Flow regime identification for air valves failure evaluation in water pipelines using pressure data

Abstract

Air valve failure can cause air accumulation and result in a loss of carrying capacity, pipe vibration and even in some situations a catastrophic failure of water transmission pipelines. Air is most likely to accumulate in downward sloping pipes, leading to flow regime transition in these pipes. The flow regime identification can be used for fault diagnosis of air valves, but has received little attention in previous research. This paper develops a flow regime identification method that is based on support vector machines (SVMs) to evaluate the operational state of air valves in freshwater/potable pipelines using pressure signals.
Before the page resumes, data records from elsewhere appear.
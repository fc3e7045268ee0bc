/// Popup UI for the Tab Triage extension

use yew::prelude::*;
use wasm_bindgen::prelude::*;
use wasm_bindgen_futures::spawn_local;
use web_sys::HtmlInputElement;
use patternfly_yew::prelude::*;
use crate::background::Command;
use crate::storage::THEME_KEY;
use crate::tab_data::{SavedSession, Snapshot, TabGroup};
use crate::ui::components::{ThemeToggle, Toast, ToastKind};

// Import JS bridge functions
#[wasm_bindgen(module = "/popup.js")]
extern "C" {
    #[wasm_bindgen(catch)]
    async fn sendCommand(message: JsValue) -> Result<JsValue, JsValue>;

    #[wasm_bindgen(catch)]
    async fn getStorage(key: &str) -> Result<JsValue, JsValue>;

    #[wasm_bindgen(catch)]
    async fn setStorage(key: &str, value: JsValue) -> Result<(), JsValue>;
}

#[derive(Clone, PartialEq)]
enum AppState {
    Loading(String),
    Idle,
    Error(String),
}

#[function_component(App)]
pub fn app() -> Html {
    let state = use_state(|| AppState::Loading("Loading groups...".to_string()));
    let snapshot = use_state(Snapshot::default);
    let search_query = use_state(String::new);
    let session_name = use_state(String::new);
    let dark = use_state(|| false);
    let toast = use_state(|| None::<(String, ToastKind)>);

    // Load theme preference and the latest snapshot on mount
    {
        let state = state.clone();
        let snapshot = snapshot.clone();
        let dark = dark.clone();

        use_effect_with((), move |_| {
            spawn_local(async move {
                dark.set(load_theme_dark().await);

                match fetch_latest().await {
                    Ok(latest) => {
                        snapshot.set(latest);
                        state.set(AppState::Idle);
                    }
                    Err(e) => {
                        state.set(AppState::Error(format!("Failed to load groups: {}", e)));
                    }
                }
            });
            || ()
        });
    }

    // Organize tabs handler
    let on_process = {
        let state = state.clone();
        let snapshot = snapshot.clone();

        Callback::from(move |_| {
            let state = state.clone();
            let snapshot = snapshot.clone();

            state.set(AppState::Loading("Summarizing and grouping tabs...".to_string()));

            spawn_local(async move {
                match run_processing().await {
                    Ok(fresh) => {
                        snapshot.set(fresh);
                        state.set(AppState::Idle);
                    }
                    Err(e) => {
                        state.set(AppState::Error(format!("Failed to organize: {}", e)));
                    }
                }
            });
        })
    };

    // Save session handler
    let on_save = {
        let session_name = session_name.clone();
        let toast = toast.clone();

        Callback::from(move |_| {
            let name = (*session_name).trim().to_string();
            let name = if name.is_empty() { None } else { Some(name) };
            let session_name = session_name.clone();
            let toast = toast.clone();

            spawn_local(async move {
                match request_save(name).await {
                    Ok(session) => {
                        session_name.set(String::new());
                        toast.set(Some((format!("Saved \"{}\"", session.name), ToastKind::Success)));
                    }
                    Err(e) => {
                        log::warn!("session save failed: {}", e);
                        toast.set(Some(("Could not save session".to_string(), ToastKind::Error)));
                    }
                }
            });
        })
    };

    // Theme toggle handler
    let on_toggle_theme = {
        let dark = dark.clone();

        Callback::from(move |_| {
            let next = !*dark;
            dark.set(next);

            spawn_local(async move {
                persist_theme(next).await;
            });
        })
    };

    // Search handler
    let on_search_input = {
        let search_query = search_query.clone();
        Callback::from(move |e: InputEvent| {
            if let Some(input) = e.target_dyn_into::<HtmlInputElement>() {
                search_query.set(input.value());
            }
        })
    };

    // Session name input handler
    let on_name_input = {
        let session_name = session_name.clone();
        Callback::from(move |e: InputEvent| {
            if let Some(input) = e.target_dyn_into::<HtmlInputElement>() {
                session_name.set(input.value());
            }
        })
    };

    let on_dismiss_toast = {
        let toast = toast.clone();
        Callback::from(move |_| toast.set(None))
    };

    let is_busy = matches!(*state, AppState::Loading(_));

    // Filter groups by search query; filtering is view-only, the snapshot
    // itself stays untouched
    let query = search_query.to_lowercase();
    let filtered_groups: Vec<TabGroup> = if query.is_empty() {
        snapshot.groups.clone()
    } else {
        snapshot
            .groups
            .iter()
            .filter_map(|group| {
                if group.name.to_lowercase().contains(&query) {
                    return Some(group.clone());
                }
                let tabs: Vec<_> = group
                    .tabs
                    .iter()
                    .filter(|tab| {
                        tab.title.to_lowercase().contains(&query)
                            || tab.url.to_lowercase().contains(&query)
                            || tab.summary.to_lowercase().contains(&query)
                    })
                    .cloned()
                    .collect();
                if tabs.is_empty() {
                    None
                } else {
                    Some(TabGroup {
                        name: group.name.clone(),
                        tabs,
                    })
                }
            })
            .collect()
    };

    let has_snapshot = snapshot.generated_at > 0.0;

    html! {
        <div class={if *dark { "popup-container theme-dark" } else { "popup-container theme-light" }}>
            <div class="popup-header">
                <h1 class="popup-title">{"Tab Triage"}</h1>
                <ThemeToggle dark={*dark} onclick={on_toggle_theme} />
            </div>

            <div class="actions-row">
                <Button onclick={on_process} disabled={is_busy} block={true}>
                    {"✨ Organize Tabs"}
                </Button>
            </div>

            <div class="save-row">
                <input
                    type="text"
                    placeholder="Session name (optional)"
                    value={(*session_name).clone()}
                    oninput={on_name_input}
                    class="session-name-input"
                />
                <Button onclick={on_save} disabled={is_busy} variant={ButtonVariant::Secondary}>
                    {"💾 Save Session"}
                </Button>
            </div>

            // Status display
            {match &*state {
                AppState::Loading(msg) => html! {
                    <div class="loading-text-center">
                        <Spinner />
                        <p class="loading-text">{msg}</p>
                    </div>
                },
                AppState::Error(err) => html! {
                    <div class="message-top-margin">
                        <Alert r#type={AlertType::Danger} title={"Error"} inline={true}>
                            {err.clone()}
                        </Alert>
                    </div>
                },
                AppState::Idle => html! {}
            }}

            // Search bar
            <div class="search-container">
                <input
                    type="text"
                    placeholder="Search groups, titles, or summaries..."
                    value={(*search_query).clone()}
                    oninput={on_search_input}
                    class="search-input"
                />
            </div>

            // Grouped tabs
            if filtered_groups.is_empty() {
                <div class="empty-state">
                    if !has_snapshot {
                        <p>{"No groups yet."}</p>
                        <p class="empty-state-hint">{"Organize Tabs builds a summarized view of every open tab."}</p>
                    } else if query.is_empty() {
                        <p>{"The last run produced no groups."}</p>
                    } else {
                        <p>{"No tabs match your search."}</p>
                    }
                </div>
            } else {
                <div class="groups-list">
                    {for filtered_groups.iter().map(|group| html! {
                        <GroupCard key={group.name.clone()} group={group.clone()} />
                    })}
                </div>
            }

            // Footer stats
            if has_snapshot {
                <div class="footer">
                    {format!("{} groups • {} tabs • {}",
                        snapshot.groups.len(),
                        snapshot.tab_count(),
                        format_date(&js_sys::Date::new(&JsValue::from_f64(snapshot.generated_at)))
                    )}
                </div>
            }

            if let Some((message, kind)) = (*toast).clone() {
                <Toast message={message} kind={kind} on_dismiss={on_dismiss_toast} />
            }
        </div>
    }
}

// Group card component
#[derive(Properties, PartialEq)]
struct GroupCardProps {
    group: TabGroup,
}

#[function_component(GroupCard)]
fn group_card(props: &GroupCardProps) -> Html {
    let expanded = use_state(|| true);
    let group = &props.group;

    let toggle_expanded = {
        let expanded = expanded.clone();
        Callback::from(move |_| {
            expanded.set(!*expanded);
        })
    };

    html! {
        <div class="group-card">
            <div class="group-header" onclick={toggle_expanded}>
                <h3 class="group-title">
                    {format!("{} ({})", group.name, group.tabs.len())}
                </h3>
                <span class="group-chevron">{if *expanded { "▲" } else { "▼" }}</span>
            </div>

            if *expanded {
                <div class="tabs-list">
                    {for group.tabs.iter().map(|tab| html! {
                        <div key={tab.id} class="tab-item">
                            if let Some(favicon) = tab.favicon() {
                                <img src={favicon} class="tab-favicon" alt="" />
                            }
                            <div class="tab-content">
                                <a href={tab.url.clone()} target="_blank" class="tab-title">
                                    {&tab.title}
                                </a>
                                if !tab.summary.is_empty() {
                                    <div class="tab-summary">{&tab.summary}</div>
                                }
                            </div>
                        </div>
                    })}
                </div>
            }
        </div>
    }
}

// Helper functions

async fn send_command(command: &Command) -> Result<JsValue, String> {
    let message = serde_wasm_bindgen::to_value(command)
        .map_err(|e| format!("Failed to serialize command: {:?}", e))?;

    sendCommand(message)
        .await
        .map_err(|e| format!("Command failed: {:?}", e))
}

async fn fetch_latest() -> Result<Snapshot, String> {
    let response = send_command(&Command::GetLatestGroups).await?;

    serde_wasm_bindgen::from_value(response)
        .map_err(|e| format!("Failed to parse snapshot: {:?}", e))
}

async fn run_processing() -> Result<Snapshot, String> {
    let response = send_command(&Command::ProcessTabs).await?;

    serde_wasm_bindgen::from_value(response)
        .map_err(|e| format!("Failed to parse snapshot: {:?}", e))
}

async fn request_save(name: Option<String>) -> Result<SavedSession, String> {
    let response = send_command(&Command::SaveSession { name }).await?;

    serde_wasm_bindgen::from_value(response)
        .map_err(|e| format!("Failed to parse session: {:?}", e))
}

async fn load_theme_dark() -> bool {
    match getStorage(THEME_KEY).await {
        Ok(js) => js.as_string().as_deref() == Some("dark"),
        Err(_) => false,
    }
}

async fn persist_theme(dark: bool) {
    let value = JsValue::from_str(if dark { "dark" } else { "light" });
    if let Err(e) = setStorage(THEME_KEY, value).await {
        log::warn!("failed to persist theme: {:?}", e);
    }
}

fn format_date(date: &js_sys::Date) -> String {
    format!(
        "{:04}-{:02}-{:02} {:02}:{:02}",
        date.get_full_year(),
        date.get_month() + 1,
        date.get_date(),
        date.get_hours(),
        date.get_minutes()
    )
}
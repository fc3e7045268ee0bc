/// UI module exports

pub mod components;
pub mod popup;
The laboratory experiments are set up to collect pressure data with respect to the four common flow regimes: bubbly flow, plug flow, blow-back flow and stratified flow. Two SVMs are constructed to identify bubbly and plug flows and validated based on the collected pressure data. The results demonstrate that pressure signals can be used for identifying flow regimes that represent the operational state (functioning or malfunctioning) of air valves. Among several signal features, Power Spectral Density and Short-Zero Crossing Rate are found to be the best indictors to classify flow regimes by SVMs. The sampling rate and time of pressure signals have significant influence on the performance of SVM classification. With optimal SVM features and pressure sampling parameters the identification accuracies exceeded 93% in the test cases. The findings of this study show that the SVM flow regime identification is a promising methodology for fault diagnosis of air valve failure in water pipelines.